(Dataset records)
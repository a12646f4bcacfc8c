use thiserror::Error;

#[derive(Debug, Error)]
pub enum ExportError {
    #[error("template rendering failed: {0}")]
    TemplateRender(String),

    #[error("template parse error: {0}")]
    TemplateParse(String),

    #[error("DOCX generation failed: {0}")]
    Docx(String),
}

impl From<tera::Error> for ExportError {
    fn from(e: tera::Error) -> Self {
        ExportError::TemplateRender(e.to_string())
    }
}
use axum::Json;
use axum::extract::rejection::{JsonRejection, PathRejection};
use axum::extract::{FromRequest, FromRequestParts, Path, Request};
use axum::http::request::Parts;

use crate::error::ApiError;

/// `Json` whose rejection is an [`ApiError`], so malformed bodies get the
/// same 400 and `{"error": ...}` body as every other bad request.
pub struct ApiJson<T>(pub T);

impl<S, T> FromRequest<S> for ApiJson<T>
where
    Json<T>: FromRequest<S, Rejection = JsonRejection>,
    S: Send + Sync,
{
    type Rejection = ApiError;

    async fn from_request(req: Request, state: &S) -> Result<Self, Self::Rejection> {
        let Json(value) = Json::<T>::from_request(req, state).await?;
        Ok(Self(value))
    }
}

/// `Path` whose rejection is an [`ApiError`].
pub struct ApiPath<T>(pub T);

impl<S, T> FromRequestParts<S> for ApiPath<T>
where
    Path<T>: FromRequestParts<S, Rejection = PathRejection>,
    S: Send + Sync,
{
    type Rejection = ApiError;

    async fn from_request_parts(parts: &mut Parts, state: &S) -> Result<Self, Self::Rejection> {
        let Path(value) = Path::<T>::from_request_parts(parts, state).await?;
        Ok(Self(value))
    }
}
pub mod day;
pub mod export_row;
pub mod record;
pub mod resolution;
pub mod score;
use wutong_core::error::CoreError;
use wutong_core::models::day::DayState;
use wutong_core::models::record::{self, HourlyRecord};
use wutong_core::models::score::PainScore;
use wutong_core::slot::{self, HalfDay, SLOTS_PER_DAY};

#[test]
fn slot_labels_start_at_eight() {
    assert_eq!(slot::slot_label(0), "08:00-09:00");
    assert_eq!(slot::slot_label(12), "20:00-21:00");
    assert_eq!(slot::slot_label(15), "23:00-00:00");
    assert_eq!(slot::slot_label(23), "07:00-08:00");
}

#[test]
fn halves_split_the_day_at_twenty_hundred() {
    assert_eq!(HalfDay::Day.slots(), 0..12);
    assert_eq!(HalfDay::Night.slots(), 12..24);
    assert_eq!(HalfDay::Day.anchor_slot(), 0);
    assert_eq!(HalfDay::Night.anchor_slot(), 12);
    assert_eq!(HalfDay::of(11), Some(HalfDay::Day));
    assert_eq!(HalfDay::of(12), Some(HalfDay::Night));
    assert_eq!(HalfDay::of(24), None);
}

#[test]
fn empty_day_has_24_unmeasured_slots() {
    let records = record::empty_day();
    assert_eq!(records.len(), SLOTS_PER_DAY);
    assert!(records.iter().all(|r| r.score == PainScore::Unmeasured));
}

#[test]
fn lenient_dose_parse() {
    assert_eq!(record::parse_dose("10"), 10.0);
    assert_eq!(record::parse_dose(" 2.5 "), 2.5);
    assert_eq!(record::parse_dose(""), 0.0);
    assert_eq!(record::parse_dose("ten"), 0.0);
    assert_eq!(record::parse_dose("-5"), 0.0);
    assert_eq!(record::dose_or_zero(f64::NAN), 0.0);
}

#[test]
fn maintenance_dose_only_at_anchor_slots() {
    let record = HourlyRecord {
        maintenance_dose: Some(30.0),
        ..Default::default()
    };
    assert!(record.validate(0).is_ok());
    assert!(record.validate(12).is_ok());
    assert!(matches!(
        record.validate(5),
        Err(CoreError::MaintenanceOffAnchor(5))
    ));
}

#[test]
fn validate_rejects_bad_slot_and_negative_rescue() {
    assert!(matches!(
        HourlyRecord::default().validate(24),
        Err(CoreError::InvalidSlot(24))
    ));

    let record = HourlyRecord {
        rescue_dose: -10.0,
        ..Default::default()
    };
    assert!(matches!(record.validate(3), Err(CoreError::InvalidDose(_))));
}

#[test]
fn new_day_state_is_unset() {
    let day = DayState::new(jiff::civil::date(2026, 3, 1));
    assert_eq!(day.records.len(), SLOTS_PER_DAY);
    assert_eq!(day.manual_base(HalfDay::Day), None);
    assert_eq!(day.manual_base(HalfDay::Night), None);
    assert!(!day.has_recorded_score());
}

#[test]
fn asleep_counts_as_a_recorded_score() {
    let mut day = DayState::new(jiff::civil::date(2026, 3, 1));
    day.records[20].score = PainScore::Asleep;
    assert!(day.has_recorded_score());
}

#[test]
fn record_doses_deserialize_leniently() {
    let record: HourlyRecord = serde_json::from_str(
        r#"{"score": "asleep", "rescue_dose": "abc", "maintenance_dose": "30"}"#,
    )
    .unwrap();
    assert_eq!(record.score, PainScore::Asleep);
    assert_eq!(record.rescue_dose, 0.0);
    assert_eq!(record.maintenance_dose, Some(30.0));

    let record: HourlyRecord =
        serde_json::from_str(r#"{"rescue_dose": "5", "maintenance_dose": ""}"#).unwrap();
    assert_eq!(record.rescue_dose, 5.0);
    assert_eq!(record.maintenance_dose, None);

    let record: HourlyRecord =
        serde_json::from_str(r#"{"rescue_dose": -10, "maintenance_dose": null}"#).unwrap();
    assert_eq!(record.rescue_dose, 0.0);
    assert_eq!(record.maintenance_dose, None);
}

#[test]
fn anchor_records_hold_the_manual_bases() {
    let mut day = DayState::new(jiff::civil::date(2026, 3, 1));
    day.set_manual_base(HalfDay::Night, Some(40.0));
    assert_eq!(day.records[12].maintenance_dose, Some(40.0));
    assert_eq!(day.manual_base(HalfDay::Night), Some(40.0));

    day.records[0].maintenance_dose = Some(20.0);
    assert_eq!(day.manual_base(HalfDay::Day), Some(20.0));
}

■ Problem details ■
Copy the whole of the data above exactly.

■ Response ■
repository a12646f4bcacfc8c
use thiserror::Error;

#[derive(Debug, Error)]
pub enum ExportError {
    #[error("template rendering failed: {0}")]
    TemplateRender(String),

    #[error("template parse error: {0}")]
    TemplateParse(String),

    #[error("DOCX generation failed: {0}")]
    Docx(String),
}

impl From<tera::Error> for ExportError {
    fn from(e: tera::Error) -> Self {
        ExportError::TemplateRender(e.to_string())
    }
}
use axum::Json;
use axum::extract::rejection::{JsonRejection, PathRejection};
use axum::extract::{FromRequest, FromRequestParts, Path, Request};
use axum::http::request::Parts;

use crate::error::ApiError;

/// `Json` whose rejection is an [`ApiError`], so malformed bodies get the
/// same 400 and `{"error": ...}` body as every other bad request.
pub struct ApiJson<T>(pub T);

impl<S, T> FromRequest<S> for ApiJson<T>
where
    Json<T>: FromRequest<S, Rejection = JsonRejection>,
    S: Send + Sync,
{
    type Rejection = ApiError;

    async fn from_request(req: Request, state: &S) -> Result<Self, Self::Rejection> {
        let Json(value) = Json::<T>::from_request(req, state).await?;
        Ok(Self(value))
    }
}

/// `Path` whose rejection is an [`ApiError`].
pub struct ApiPath<T>(pub T);

impl<S, T> FromRequestParts<S> for ApiPath<T>
where
    Path<T>: FromRequestParts<S, Rejection = PathRejection>,
    S: Send + Sync,
{
    type Rejection = ApiError;

    async fn from_request_parts(parts: &mut Parts, state: &S) -> Result<Self, Self::Rejection> {
        let Path(value) = Path::<T>::from_request_parts(parts, state).await?;
        Ok(Self(value))
    }
}
pub mod day;
pub mod export_row;
pub mod record;
pub mod resolution;
pub mod score;
use wutong_core::error::CoreError;
use wutong_core::models::day::DayState;
use wutong_core::models::record::{self, HourlyRecord};
use wutong_core::models::score::PainScore;
use wutong_core::slot::{self, HalfDay, SLOTS_PER_DAY};

#[test]
fn slot_labels_start_at_eight() {
    assert_eq!(slot::slot_label(0), "08:00-09:00");
    assert_eq!(slot::slot_label(12), "20:00-21:00");
    assert_eq!(slot::slot_label(15), "23:00-00:00");
    assert_eq!(slot::slot_label(23), "07:00-08:00");
}

#[test]
fn halves_split_the_day_at_twenty_hundred() {
    assert_eq!(HalfDay::Day.slots(), 0..12);
    assert_eq!(HalfDay::Night.slots(), 12..24);
    assert_eq!(HalfDay::Day.anchor_slot(), 0);
    assert_eq!(HalfDay::Night.anchor_slot(), 12);
    assert_eq!(HalfDay::of(11), Some(HalfDay::Day));
    assert_eq!(HalfDay::of(12), Some(HalfDay::Night));
    assert_eq!(HalfDay::of(24), None);
}

#[test]
fn empty_day_has_24_unmeasured_slots() {
    let records = record::empty_day();
    assert_eq!(records.len(), SLOTS_PER_DAY);
    assert!(records.iter().all(|r| r.score == PainScore::Unmeasured));
}

#[test]
fn lenient_dose_parse() {
    assert_eq!(record::parse_dose("10"), 10.0);
    assert_eq!(record::parse_dose(" 2.5 "), 2.5);
    assert_eq!(record::parse_dose(""), 0.0);
    assert_eq!(record::parse_dose("ten"), 0.0);
    assert_eq!(record::parse_dose("-5"), 0.0);
    assert_eq!(record::dose_or_zero(f64::NAN), 0.0);
}

#[test]
fn maintenance_dose_only_at_anchor_slots() {
    let record = HourlyRecord {
        maintenance_dose: Some(30.0),
        ..Default::default()
    };
    assert!(record.validate(0).is_ok());
    assert!(record.validate(12).is_ok());
    assert!(matches!(
        record.validate(5),
        Err(CoreError::MaintenanceOffAnchor(5))
    ));
}

#[test]
fn validate_rejects_bad_slot_and_negative_rescue() {
    assert!(matches!(
        HourlyRecord::default().validate(24),
        Err(CoreError::InvalidSlot(24))
    ));

    let record = HourlyRecord {
        rescue_dose: -10.0,
        ..Default::default()
    };
    assert!(matches!(record.validate(3), Err(CoreError::InvalidDose(_))));
}

#[test]
fn new_day_state_is_unset() {
    let day = DayState::new(jiff::civil::date(2026, 3, 1));
    assert_eq!(day.records.len(), SLOTS_PER_DAY);
    assert_eq!(day.manual_base(HalfDay::Day), None);
    assert_eq!(day.manual_base(HalfDay::Night), None);
    assert!(!day.has_recorded_score());
}

#[test]
fn asleep_counts_as_a_recorded_score() {
    let mut day = DayState::new(jiff::civil::date(2026, 3, 1));
    day.records[20].score = PainScore::Asleep;
    assert!(day.has_recorded_score());
}

#[test]
fn record_doses_deserialize_leniently() {
    let record: HourlyRecord = serde_json::from_str(
        r#"{"score": "asleep", "rescue_dose": "abc", "maintenance_dose": "30"}"#,
    )
    .unwrap();
    assert_eq!(record.score, PainScore::Asleep);
    assert_eq!(record.rescue_dose, 0.0);
    assert_eq!(record.maintenance_dose, Some(30.0));

    let record: HourlyRecord =
        serde_json::from_str(r#"{"rescue_dose": "5", "maintenance_dose": ""}"#).unwrap();
    assert_eq!(record.rescue_dose, 5.0);
    assert_eq!(record.maintenance_dose, None);

    let record: HourlyRecord =
        serde_json::from_str(r#"{"rescue_dose": -10, "maintenance_dose": null}"#).unwrap();
    assert_eq!(record.rescue_dose, 0.0);
    assert_eq!(record.maintenance_dose, None);
}

#[test]
fn anchor_records_hold_the_manual_bases() {
    let mut day = DayState::new(jiff::civil::date(2026, 3, 1));
    day.set_manual_base(HalfDay::Night, Some(40.0));
    assert_eq!(day.records[12].maintenance_dose, Some(40.0));
    assert_eq!(day.manual_base(HalfDay::Night), Some(40.0));

    day.records[0].maintenance_dose = Some(20.0);
    assert_eq!(day.manual_base(HalfDay::Day), Some(20.0));
}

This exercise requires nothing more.